In ricordo di Gaetano Scirea: bandiera di un calcio che non c’è più

Era un 3 Settembre di fine anni 80: Gaetano si era ritirato da poco, faceva da vice a Zoff ed era in Polonia per visionare la squadra del Gornik Zabrze, prossima avversaria della Juventus in Coppa Uefa. Probabilmente non lo sapeva, ma quel giorno per lui sarebbe stato l’ultimo.

Stava andando all’aeroporto di Varsavia per rientrare nella sua Torino. L’auto su cui viaggiava venne tamponata a Babsk, prese fuoco per colpa delle taniche di benzina tenute nel bagagliaio della Fiat sulla quale viaggiava, per le emergenze. Se ne andò così e come disse il tecnico Bearzot: “ Era un angelo piovuto dal cielo. Ma lo hanno rivoluto indietro troppo presto”

Scirea, per ogni appassionato di calcio che ha vissuto in quell’epoca d’oro di grandi campioni, rappresentava la voce fuori dal coro: era un modello, un campione di umanità oltre che di gentilezza. Ha vinto tutto in campo, ma era troppo umile per vantarsene.

Con la Juventus vinse 7 scudetti, 2 coppe Italia, Coppa campioni, Coppa Uefa, Coppa delle Coppe, Super Coppa Uefa, Coppa Intercontinentale. Con la nazionale il mondiale di Spagna 82. E come se non bastasse giocò 700 partite in carriera e fece 36 gol.

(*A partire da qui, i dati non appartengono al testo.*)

//! Shared test helpers: in-memory fakes of the browser, console and transfer ports.

#![allow(dead_code)]

use std::collections::VecDeque;
use std::path::{Path, PathBuf};
use std::sync::atomic::{AtomicBool, AtomicUsize, Ordering};
use std::sync::{Arc, Mutex};
use std::time::Duration;

use anyhow::Result;
use serde_json::{Value, json};
use themer_cli::application::ports::{
    BlobUploader, BrowserContext, BrowserPage, Clock, ProgressReporter, ThemeConsole,
    ThemeDownloader, Workbench,
};
use themer_cli::domain::command::HELPER_SCRIPT;
use themer_cli::domain::session::{AUTH_COOKIE_NAME, AUTH_COOKIE_VALUE};
use themer_cli::domain::{
    Cookie, Job, JobStatus, RemoteError, SessionError, ThemeInfo, UploadFields, UploadPayload,
    UploadReceipt,
};

pub const DOMAIN: &str = "https://acme.zendesk.com";

pub fn theme(id: &str, live: bool) -> ThemeInfo {
    ThemeInfo {
        id: id.to_string(),
        name: format!("Theme {id}"),
        is_live: live,
    }
}

// ── Browser fakes ────────────────────────────────────────────────────────────

/// Shared state of a fake browser: counters, cookies, and scripted replies.
#[derive(Default)]
pub struct BrowserState {
    pub pages_opened: AtomicUsize,
    pub pages_closed: AtomicUsize,
    pub context_closed: AtomicBool,
    /// Whether the authentication cookie is in the jar.
    pub authenticated: AtomicBool,
    /// Whether submitting the login form sets the cookie.
    pub accepts_login: AtomicBool,
    /// Selectors that never appear.
    pub missing_selectors: Mutex<Vec<String>>,
    pub visited: Mutex<Vec<String>>,
    pub scripts: Mutex<Vec<String>>,
    /// Replies to console invocations, as `{ok}`/`{error}` envelopes, in order.
    pub replies: Mutex<VecDeque<Value>>,
    /// Value returned when the login-form locator runs (a frame src or null).
    pub frame_src: Mutex<Option<String>>,
    /// `submit`, `navigated` and `cookies` events in the order they happened.
    pub events: Mutex<Vec<&'static str>>,
}

impl BrowserState {
    pub fn opened(&self) -> usize {
        self.pages_opened.load(Ordering::SeqCst)
    }

    pub fn closed(&self) -> usize {
        self.pages_closed.load(Ordering::SeqCst)
    }

    pub fn push_reply(&self, reply: Value) {
        self.replies.lock().unwrap().push_back(reply);
    }

    pub fn visited(&self) -> Vec<String> {
        self.visited.lock().unwrap().clone()
    }

    pub fn events(&self) -> Vec<&'static str> {
        self.events.lock().unwrap().clone()
    }

    fn log(&self, event: &'static str) {
        self.events.lock().unwrap().push(event);
    }
}

pub struct FakeContext {
    pub state: Arc<BrowserState>,
}

impl FakeContext {
    pub fn new() -> (Self, Arc<BrowserState>) {
        let state = Arc::new(BrowserState::default());
        (
            Self {
                state: Arc::clone(&state),
            },
            state,
        )
    }
}

impl BrowserContext for FakeContext {
    type Page = FakePage;

    async fn new_page(&self) -> Result<FakePage> {
        self.state.pages_opened.fetch_add(1, Ordering::SeqCst);
        Ok(FakePage {
            state: Arc::clone(&self.state),
        })
    }

    async fn close(self) -> Result<()> {
        self.state.context_closed.store(true, Ordering::SeqCst);
        Ok(())
    }
}

pub struct FakePage {
    pub state: Arc<BrowserState>,
}

impl BrowserPage for FakePage {
    async fn goto(&self, url: &str) -> Result<()> {
        self.state.visited.lock().unwrap().push(url.to_string());
        Ok(())
    }

    async fn evaluate(&self, script: &str) -> Result<Value> {
        self.state.scripts.lock().unwrap().push(script.to_string());
        if script == HELPER_SCRIPT {
            return Ok(Value::Null);
        }
        if script.contains("__themer") {
            return Ok(self
                .state
                .replies
                .lock()
                .unwrap()
                .pop_front()
                .unwrap_or_else(|| json!({ "ok": null })));
        }
        if script.contains("iframe") {
            return Ok(self
                .state
                .frame_src
                .lock()
                .unwrap()
                .clone()
                .map_or(Value::Null, Value::String));
        }
        Ok(Value::Bool(true))
    }

    /// The submit returns before the navigation it starts has landed; the
    /// cookie only shows up once the wait resolves.
    async fn evaluate_and_wait_for_navigation(&self, script: &str, _timeout: Duration) -> Result<()> {
        self.state.scripts.lock().unwrap().push(script.to_string());
        self.state.log("submit");
        tokio::task::yield_now().await;
        if self.state.accepts_login.load(Ordering::SeqCst) {
            self.state.authenticated.store(true, Ordering::SeqCst);
        }
        self.state.log("navigated");
        Ok(())
    }

    async fn wait_for_selector(&self, selector: &str, timeout: Duration) -> Result<()> {
        if self
            .state
            .missing_selectors
            .lock()
            .unwrap()
            .iter()
            .any(|s| s == selector)
        {
            return Err(SessionError::Timeout {
                what: format!("selector {selector}"),
                secs: timeout.as_secs(),
            }
            .into());
        }
        Ok(())
    }

    async fn cookies(&self) -> Result<Vec<Cookie>> {
        self.state.log("cookies");
        let mut jar = vec![Cookie::new("_help_center_session", "abc")];
        if self.state.authenticated.load(Ordering::SeqCst) {
            jar.push(Cookie::new(AUTH_COOKIE_NAME, AUTH_COOKIE_VALUE));
        }
        Ok(jar)
    }

    async fn close(self) -> Result<()> {
        self.state.pages_closed.fetch_add(1, Ordering::SeqCst);
        Ok(())
    }
}

// ── Console fakes ────────────────────────────────────────────────────────────

pub const NEW_THEME_ID: &str = "T1";
pub const IMPORT_JOB_ID: &str = "job-import";
pub const EXPORT_JOB_ID: &str = "job-export";
pub const UPLOAD_URL: &str = "https://uploads.example.com/themes";
pub const TRACKING_URL: &str = "https://acme.zendesk.com/theming/upload-done";
pub const DOWNLOAD_URL: &str = "https://exports.example.com/theme.zip";

/// In-memory remote account behind every fake console.
#[derive(Default)]
pub struct Remote {
    pub themes: Mutex<Vec<ThemeInfo>>,
    /// Every remote call in order, as `name` or `name:arg`.
    pub calls: Mutex<Vec<String>>,
    /// Status replies; an `Err` is a remote rejection of the query.
    pub statuses: Mutex<VecDeque<std::result::Result<JobStatus, String>>>,
    pub fail_publish: AtomicBool,
    pub consoles_opened: AtomicUsize,
    pub consoles_closed: AtomicUsize,
    pub visits: Mutex<Vec<String>>,
}

impl Remote {
    pub fn with_themes(themes: Vec<ThemeInfo>) -> Arc<Self> {
        let remote = Self::default();
        *remote.themes.lock().unwrap() = themes;
        Arc::new(remote)
    }

    pub fn script_statuses(&self, statuses: Vec<std::result::Result<JobStatus, String>>) {
        *self.statuses.lock().unwrap() = statuses.into();
    }

    pub fn calls(&self) -> Vec<String> {
        self.calls.lock().unwrap().clone()
    }

    pub fn themes(&self) -> Vec<ThemeInfo> {
        self.themes.lock().unwrap().clone()
    }

    pub fn status_queries(&self) -> usize {
        self.calls()
            .iter()
            .filter(|c| c.starts_with("getJobStatus"))
            .count()
    }

    fn record(&self, call: String) {
        self.calls.lock().unwrap().push(call);
    }
}

pub struct FakeConsole {
    pub remote: Arc<Remote>,
}

impl ThemeConsole for FakeConsole {
    async fn list_themes(&self) -> Result<Vec<ThemeInfo>> {
        self.remote.record("listThemes".to_string());
        Ok(self.remote.themes())
    }

    async fn create_export_job(&self, theme_id: &str) -> Result<Job> {
        self.remote.record(format!("createExportThemeJob:{theme_id}"));
        Ok(Job::export(EXPORT_JOB_ID.to_string(), DOWNLOAD_URL.to_string()))
    }

    async fn create_import_job(&self) -> Result<Job> {
        self.remote.record("createImportThemeJob".to_string());
        self.remote
            .themes
            .lock()
            .unwrap()
            .push(theme(NEW_THEME_ID, false));
        let fields = UploadFields::new(vec![
            ("key".to_string(), "themes/T1.zip".to_string()),
            ("policy".to_string(), "abc".to_string()),
        ]);
        Ok(Job::import(
            IMPORT_JOB_ID.to_string(),
            NEW_THEME_ID.to_string(),
            UPLOAD_URL.to_string(),
            fields,
        ))
    }

    async fn job_status(&self, job_id: &str) -> Result<JobStatus> {
        self.remote.record(format!("getJobStatus:{job_id}"));
        match self.remote.statuses.lock().unwrap().pop_front() {
            Some(Ok(status)) => Ok(status),
            Some(Err(message)) => Err(RemoteError::Operation {
                operation: "getJobStatus".to_string(),
                message,
            }
            .into()),
            None => Ok(JobStatus::Completed),
        }
    }

    async fn publish_theme(&self, theme_id: &str) -> Result<()> {
        self.remote.record(format!("publishTheme:{theme_id}"));
        if self.remote.fail_publish.load(Ordering::SeqCst) {
            return Err(RemoteError::Operation {
                operation: "publishTheme".to_string(),
                message: "theme is not valid".to_string(),
            }
            .into());
        }
        for t in self.remote.themes.lock().unwrap().iter_mut() {
            t.is_live = t.id == theme_id;
        }
        Ok(())
    }

    async fn archive_theme(&self, theme_id: &str) -> Result<()> {
        self.remote.record(format!("archiveTheme:{theme_id}"));
        self.remote.themes.lock().unwrap().retain(|t| t.id != theme_id);
        Ok(())
    }

    async fn close(self) -> Result<()> {
        self.remote.consoles_closed.fetch_add(1, Ordering::SeqCst);
        Ok(())
    }
}

pub struct FakeWorkbench {
    pub remote: Arc<Remote>,
}

impl Workbench for FakeWorkbench {
    type Console = FakeConsole;

    async fn open_console(&self) -> Result<FakeConsole> {
        self.remote.consoles_opened.fetch_add(1, Ordering::SeqCst);
        Ok(FakeConsole {
            remote: Arc::clone(&self.remote),
        })
    }

    async fn visit(&self, url: &str) -> Result<()> {
        self.remote.visits.lock().unwrap().push(url.to_string());
        Ok(())
    }
}

// ── Transfer fakes ───────────────────────────────────────────────────────────

/// Records uploads and answers with [`TRACKING_URL`] and a 303, or a 403
/// when `rejects` is set.
#[derive(Default)]
pub struct RecordingUploader {
    pub uploads: Mutex<Vec<(String, Vec<(String, String)>, u64)>>,
    pub rejects: AtomicBool,
}

impl BlobUploader for RecordingUploader {
    async fn upload(
        &self,
        payload: UploadPayload,
        url: &str,
        fields: &UploadFields,
    ) -> Result<UploadReceipt> {
        let fields = fields
            .iter()
            .map(|(k, v)| (k.to_string(), v.to_string()))
            .collect();
        self.uploads
            .lock()
            .unwrap()
            .push((url.to_string(), fields, payload.size()));
        let status = if self.rejects.load(Ordering::SeqCst) { 403 } else { 303 };
        Ok(UploadReceipt {
            tracking_url: TRACKING_URL.to_string(),
            status,
        })
    }
}

#[derive(Default)]
pub struct RecordingDownloader {
    pub downloads: Mutex<Vec<(String, PathBuf)>>,
}

impl ThemeDownloader for RecordingDownloader {
    async fn download(&self, url: &str, dest: &Path) -> Result<PathBuf> {
        self.downloads
            .lock()
            .unwrap()
            .push((url.to_string(), dest.to_path_buf()));
        Ok(dest.to_path_buf())
    }
}

/// Clock that records requested sleeps and returns immediately.
#[derive(Default)]
pub struct RecordingClock {
    pub sleeps: Mutex<Vec<Duration>>,
}

impl RecordingClock {
    pub fn sleeps(&self) -> Vec<Duration> {
        self.sleeps.lock().unwrap().clone()
    }
}

impl Clock for RecordingClock {
    async fn sleep(&self, duration: Duration) {
        self.sleeps.lock().unwrap().push(duration);
    }
}

/// Clock that really waits on the tokio timer (for paused-time tests).
pub struct TimerClock;

impl Clock for TimerClock {
    async fn sleep(&self, duration: Duration) {
        tokio::time::sleep(duration).await;
    }
}

pub struct NoopReporter;

impl ProgressReporter for NoopReporter {
    fn step(&self, _message: &str) {}
    fn success(&self, _message: &str) {}
    fn warn(&self, _message: &str) {}
}

/// Reporter keeping every event as `step:`, `success:` or `warn:` lines.
#[derive(Default)]
pub struct RecordingReporter {
    pub events: Mutex<Vec<String>>,
}

impl RecordingReporter {
    pub fn events(&self) -> Vec<String> {
        self.events.lock().unwrap().clone()
    }

    pub fn warnings(&self) -> Vec<String> {
        self.events()
            .into_iter()
            .filter_map(|e| e.strip_prefix("warn:").map(str::to_owned))
            .collect()
    }
}

impl ProgressReporter for RecordingReporter {
    fn step(&self, message: &str) {
        self.events.lock().unwrap().push(format!("step:{message}"));
    }
    fn success(&self, message: &str) {
        self.events.lock().unwrap().push(format!("success:{message}"));
    }
    fn warn(&self, message: &str) {
        self.events.lock().unwrap().push(format!("warn:{message}"));
    }
}

/// Write a small theme tree under `root`.
pub fn write_theme(root: &Path) {
    std::fs::create_dir_all(root.join("templates")).unwrap();
    std::fs::create_dir_all(root.join("assets").join("img")).unwrap();
    std::fs::write(root.join("manifest.json"), r#"{"name":"Acme"}"#).unwrap();
    std::fs::write(root.join("templates").join("home_page.hbs"), "<h1>{{t 'hi'}}</h1>").unwrap();
    std::fs::write(root.join("assets").join("img").join("logo.svg"), "<svg/>").unwrap();
}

Non fu mai né ammonito né espulso, giocava da libero davanti alla difesa, era l’esempio lampante che si poteva giocare in quel ruolo, da numero uno, senza commettere inutili e sleali falli.

Dino Zoff, dopo la sua scomparsa, raccontò di un aneddoto che riassume molto di Gaetano: “Una mattina dopo una festa per celebrare un trofeo, stavamo tornado a casa a piedi, avevamo ancora lo Smoking, passammo vicino ad in edicola per comprare il giornale per leggere le celebrazioni a noi dedicate”, i due videro che lì accanto c’era una fermata del pullman, pieno di operai che andavano in Fiat, e Scirea disse: “non potevamo certo avvicinarci in quel modo agli operai, noi che avevamo fatto festa tutta la notte e loro che invece si erano alzati prestissimo per andare a lavorare”.

Forse, questa scena, raccontata dal suo migliore amico e compagno di infiniti successi, è una delle più belle e significative per descrivere l’uomo prima del giocatore. Racchiude tutto il senso di rispetto verso la gente comune, gli operai e i tifosi. Operai FIAT, quelli che per cinque giorni a settimana lavoravano per il suo stesso datore di lavoro, l’Avvocato, e che nel fine settimana lo osannavano, da capitano o vice, allo stadio: troppo sarebbe stato il disagio ed il senso di colpa in lui, nel mostrare loro la sua vita “agiata”.

A molti non sarebbe importato dei sacrifici di quella gente, ma a lui si. Ed è anche per questo motivo che, dopo le partite o gli allenamenti, chiedeva ai tifosi che incontrava da quale regione o città venissero; così da presentarsi da Marella, sua moglie, e dirle: “hanno fatto tanta strada per venirmi a vedere, diamo loro almeno qualcosa da mangiare”.

Il giorno che se ne andò la Juve stava tornando trionfante da Verona per 1-4, doppietta di Schillaci, gol di Fortunato e Marocchi. A dare la sconcertante notizia fu Sandro Ciotti, durante La Domenica Sportiva, Marco Tardelli, compagno di una vita. Era in studio, ma lo abbandonò per un malore. Scirea lasciò un vuoto dentro ogni persona che lo conobbe. Non ci fu giornalista che non ringraziò dopo una intervista. Non ci fu avversario che ebbe da ridire su di lui, così come non ci fu allenatore che si lamentò per ritardi o atteggiamenti sbagliati. Non ci fu compagno con il quale litigò o con il quale alzò la voce. Semplicemente non ci fu mai più nessuno come lui.